**Records supplied:**

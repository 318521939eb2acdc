//! Cascade orchestration — full spin resolution
//!
//! State machine per spin: START → DETECT → (no clusters) → END, or
//! DETECT → PAYOUT → COLLAPSE → DETECT while clusters keep forming. Each
//! loop iteration yields exactly one `CascadeStep`; the closing step with
//! no clusters is flagged terminal. The whole spin resolves synchronously
//! before any step leaves the server, so delivery never re-runs randomness.

use log::{debug, info};
use serde::{Deserialize, Serialize};
use sha2::{Digest, Sha256};

use crate::config::{AccumulatorRule, GameConfig};
use crate::error::EngineError;
use crate::grid::{Cluster, Grid};
use crate::paytable::{PayTable, clamp_win, round2};
use crate::rng::SpinRng;

/// One iteration of the detect→payout→collapse loop. Immutable once
/// finalized.
#[derive(Debug, Clone, PartialEq, Serialize, Deserialize)]
pub struct CascadeStep {
    pub step_index: u32,
    pub grid_before: Grid,
    pub clusters: Vec<Cluster>,
    pub grid_after: Grid,
    pub step_win: f64,
    /// SHA-256 over the step content, hex-encoded
    pub validation_hash: String,
    /// True on the closing step where no further clusters exist
    pub is_terminal: bool,
}

/// Free spins feature state. Owned by the player's session-level game
/// state; the accumulator persists and grows across spins while the
/// feature is active, starts at 1 on entry, and is cleared on exit.
#[derive(Debug, Clone, PartialEq, Serialize, Deserialize)]
pub struct FreeSpinsState {
    pub remaining: u32,
    pub total_win: f64,
    pub accumulator: u32,
}

impl FreeSpinsState {
    fn award(spins: u32) -> Self {
        Self {
            remaining: spins,
            total_win: 0.0,
            accumulator: 1,
        }
    }
}

/// Feature triggers and bookkeeping attached to a spin.
#[derive(Debug, Clone, PartialEq, Serialize, Deserialize)]
pub struct SpinMetadata {
    pub scatter_count: usize,
    pub scatter_win: f64,
    /// Spins awarded by this spin's scatters (0 = no trigger)
    pub free_spins_awarded: u32,
    /// Extra spins from a retrigger during the feature
    pub free_spins_retriggered: u32,
    /// Was this spin itself part of the free spins feature?
    pub is_free_spin: bool,
    /// Spins left after this one (only meaningful during the feature)
    pub free_spins_remaining: u32,
    /// Bonus multiplier event applied to the spin total, if any
    pub bonus_multiplier: Option<u32>,
}

/// Aggregate outcome of one spin. Created once per spin request; discarded
/// after delivery/acknowledgment apart from the audit log.
#[derive(Debug, Clone, PartialEq, Serialize, Deserialize)]
pub struct SpinResult {
    pub spin_id: String,
    pub bet: f64,
    pub initial_grid: Grid,
    pub steps: Vec<CascadeStep>,
    pub final_grid: Grid,
    pub total_win: f64,
    /// Effective multiplier applied to the spin (accumulator × bonus event)
    pub total_multiplier: u32,
    pub metadata: SpinMetadata,
}

impl SpinResult {
    /// Count of non-terminal (paying-loop) steps.
    pub fn cascade_count(&self) -> usize {
        self.steps.iter().filter(|s| !s.is_terminal).count()
    }
}

/// Deterministic validation hash for one cascade step.
///
/// SHA-256 over a canonical rendering of (index, grid before, grid after,
/// win). This is the single hash used on every validation surface; the
/// remote consumer recomputes it from the state it rendered.
pub fn step_hash(
    step_index: u32,
    grid_before: &Grid,
    grid_after: &Grid,
    step_win: f64,
) -> Result<String, EngineError> {
    let before = serde_json::to_string(grid_before)?;
    let after = serde_json::to_string(grid_after)?;
    let mut hasher = Sha256::new();
    hasher.update(format!("step:{step_index}|"));
    hasher.update(&before);
    hasher.update(b"|");
    hasher.update(&after);
    hasher.update(format!("|win:{step_win:.2}"));
    Ok(hex::encode(hasher.finalize()))
}

/// Cascade orchestrator. One instance per player session; the generator,
/// grid, and feature state are all owned here — nothing is shared across
/// players.
pub struct CascadeEngine {
    config: GameConfig,
    paytable: PayTable,
    rng: SpinRng,
    free_spins: Option<FreeSpinsState>,
    spin_count: u64,
}

impl CascadeEngine {
    /// Engine with a live (OS-entropy) generator.
    pub fn new(config: GameConfig) -> Self {
        Self::with_rng(config, SpinRng::live())
    }

    /// Engine with an injected generator — seeded for reproducible play.
    pub fn with_rng(config: GameConfig, rng: SpinRng) -> Self {
        Self {
            config,
            paytable: PayTable::standard(),
            rng,
            free_spins: None,
            spin_count: 0,
        }
    }

    pub fn config(&self) -> &GameConfig {
        &self.config
    }

    pub fn in_free_spins(&self) -> bool {
        self.free_spins.is_some()
    }

    pub fn free_spins_state(&self) -> Option<&FreeSpinsState> {
        self.free_spins.as_ref()
    }

    /// Resolve one complete spin to exhaustion.
    pub fn spin(&mut self, bet: f64) -> Result<SpinResult, EngineError> {
        self.config.bet_limits.validate(bet)?;

        self.spin_count += 1;
        let spin_id = format!("spin-{:06}", self.spin_count);

        // Consume a free spin if the feature is active
        let is_free_spin = self.free_spins.is_some();
        if let Some(fs) = self.free_spins.as_mut() {
            fs.remaining = fs.remaining.saturating_sub(1);
        }

        let mut grid = Grid::new(self.config.cols, self.config.rows);
        grid.fill(&mut self.rng, &self.config)?;
        let initial_grid = grid.clone();

        // DETECT → PAYOUT → COLLAPSE loop
        let mut steps = Vec::new();
        let mut total_win = 0.0;
        let mut step_index = 0u32;
        loop {
            let clusters = grid.find_clusters(self.config.min_cluster_size);
            if clusters.is_empty() {
                let hash = step_hash(step_index, &grid, &grid, 0.0)?;
                steps.push(CascadeStep {
                    step_index,
                    grid_before: grid.clone(),
                    clusters,
                    grid_after: grid.clone(),
                    step_win: 0.0,
                    validation_hash: hash,
                    is_terminal: true,
                });
                break;
            }

            let accumulator = self.free_spins.as_ref().map(|fs| fs.accumulator);
            let step_win = self.paytable.total_win(
                &clusters,
                bet,
                accumulator,
                self.config.max_win_multiplier,
            );

            let grid_before = grid.clone();
            grid.remove(&clusters);
            grid.collapse_and_refill(&mut self.rng, &self.config)?;
            let grid_after = grid.clone();

            let hash = step_hash(step_index, &grid_before, &grid_after, step_win)?;
            steps.push(CascadeStep {
                step_index,
                grid_before,
                clusters,
                grid_after,
                step_win,
                validation_hash: hash,
                is_terminal: false,
            });
            total_win += step_win;

            // Accumulator growth: from the second cascade onward, each
            // cascade independently rolls a trigger chance. The roll never
            // affects the step that triggered it.
            if self.free_spins.is_some() && step_index >= 1 {
                self.roll_accumulator_growth()?;
            }
            step_index += 1;
            debug!("{spin_id}: cascade {step_index} win {step_win:.2}");
        }

        // Scatters never cluster and are never removed, so the final grid
        // holds every scatter that landed — including refill-injected ones.
        // Counted once per spin, after the loop.
        let scatter_count = grid.scatter_count();
        let scatter_win =
            self.paytable
                .scatter_win(scatter_count, bet, self.config.max_win_multiplier);
        total_win += scatter_win;

        // Free spins trigger / retrigger, evaluated once per spin
        let fs_config = &self.config.free_spins;
        let mut free_spins_awarded = 0;
        let mut free_spins_retriggered = 0;
        match self.free_spins.as_mut() {
            None => {
                if scatter_count >= fs_config.trigger_scatter_count as usize {
                    free_spins_awarded = fs_config.awarded_spins;
                    self.free_spins = Some(FreeSpinsState::award(free_spins_awarded));
                    info!("{spin_id}: {scatter_count} scatters award {free_spins_awarded} free spins");
                }
            }
            Some(fs) => {
                if scatter_count >= fs_config.retrigger_scatter_count as usize {
                    free_spins_retriggered = fs_config.retrigger_spins;
                    fs.remaining += free_spins_retriggered;
                    info!("{spin_id}: retrigger adds {free_spins_retriggered} free spins");
                }
            }
        }

        // Random bonus multiplier event: trigger probability, minimum-win
        // gate, bounded magnitude from the weighted table.
        let bonus_config = &self.config.bonus_multiplier;
        let mut bonus_multiplier = None;
        if total_win >= bet * bonus_config.min_win_multiple
            && total_win > 0.0
            && self.rng.chance(bonus_config.trigger_chance)
        {
            let mult = self.rng.weighted_pick(&bonus_config.multipliers)?;
            bonus_multiplier = Some(mult);
            total_win = round2(total_win * mult as f64);
            info!("{spin_id}: bonus multiplier x{mult}");
        }

        total_win = clamp_win(round2(total_win), bet, self.config.max_win_multiplier);

        // Close out feature bookkeeping; the accumulator is cleared with
        // the feature when the last spin finishes.
        let accumulator_at_end = self
            .free_spins
            .as_ref()
            .map(|fs| fs.accumulator)
            .unwrap_or(1);
        let mut free_spins_remaining = 0;
        if let Some(fs) = self.free_spins.as_mut() {
            fs.total_win = round2(fs.total_win + total_win);
            free_spins_remaining = fs.remaining;
            if is_free_spin && fs.remaining == 0 {
                info!("{spin_id}: free spins feature complete, {:.2} total", fs.total_win);
                self.free_spins = None;
            }
        }

        let total_multiplier = accumulator_at_end * bonus_multiplier.unwrap_or(1);

        Ok(SpinResult {
            spin_id,
            bet,
            initial_grid,
            final_grid: grid,
            total_win,
            total_multiplier,
            metadata: SpinMetadata {
                scatter_count,
                scatter_win,
                free_spins_awarded,
                free_spins_retriggered,
                is_free_spin,
                free_spins_remaining,
                bonus_multiplier,
            },
            steps,
        })
    }

    fn roll_accumulator_growth(&mut self) -> Result<(), EngineError> {
        let fs_config = self.config.free_spins.clone();
        if !self.rng.chance(fs_config.accumulator_trigger_chance) {
            return Ok(());
        }
        let added = self.rng.weighted_pick(&fs_config.accumulator_multipliers)?;
        if let Some(fs) = self.free_spins.as_mut() {
            fs.accumulator = match fs_config.accumulator_rule {
                AccumulatorRule::Additive => fs.accumulator + added,
                AccumulatorRule::Multiplicative => fs.accumulator.saturating_mul(added),
            };
            debug!("accumulator now x{}", fs.accumulator);
        }
        Ok(())
    }
}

**Work item:**
Transcribe the records above exactly, beginning at the line that contains "free_spins_retriggered = fs_config.retrigger_spins;" and ending with the line that contains "let mut free_spins_remaining = 0;", both included, and nothing else.

**Solution to this exercise:**
                    free_spins_retriggered = fs_config.retrigger_spins;
                    fs.remaining += free_spins_retriggered;
                    info!("{spin_id}: retrigger adds {free_spins_retriggered} free spins");
                }
            }
        }

        // Random bonus multiplier event: trigger probability, minimum-win
        // gate, bounded magnitude from the weighted table.
        let bonus_config = &self.config.bonus_multiplier;
        let mut bonus_multiplier = None;
        if total_win >= bet * bonus_config.min_win_multiple
            && total_win > 0.0
            && self.rng.chance(bonus_config.trigger_chance)
        {
            let mult = self.rng.weighted_pick(&bonus_config.multipliers)?;
            bonus_multiplier = Some(mult);
            total_win = round2(total_win * mult as f64);
            info!("{spin_id}: bonus multiplier x{mult}");
        }

        total_win = clamp_win(round2(total_win), bet, self.config.max_win_multiplier);

        // Close out feature bookkeeping; the accumulator is cleared with
        // the feature when the last spin finishes.
        let accumulator_at_end = self
            .free_spins
            .as_ref()
            .map(|fs| fs.accumulator)
            .unwrap_or(1);
        let mut free_spins_remaining = 0;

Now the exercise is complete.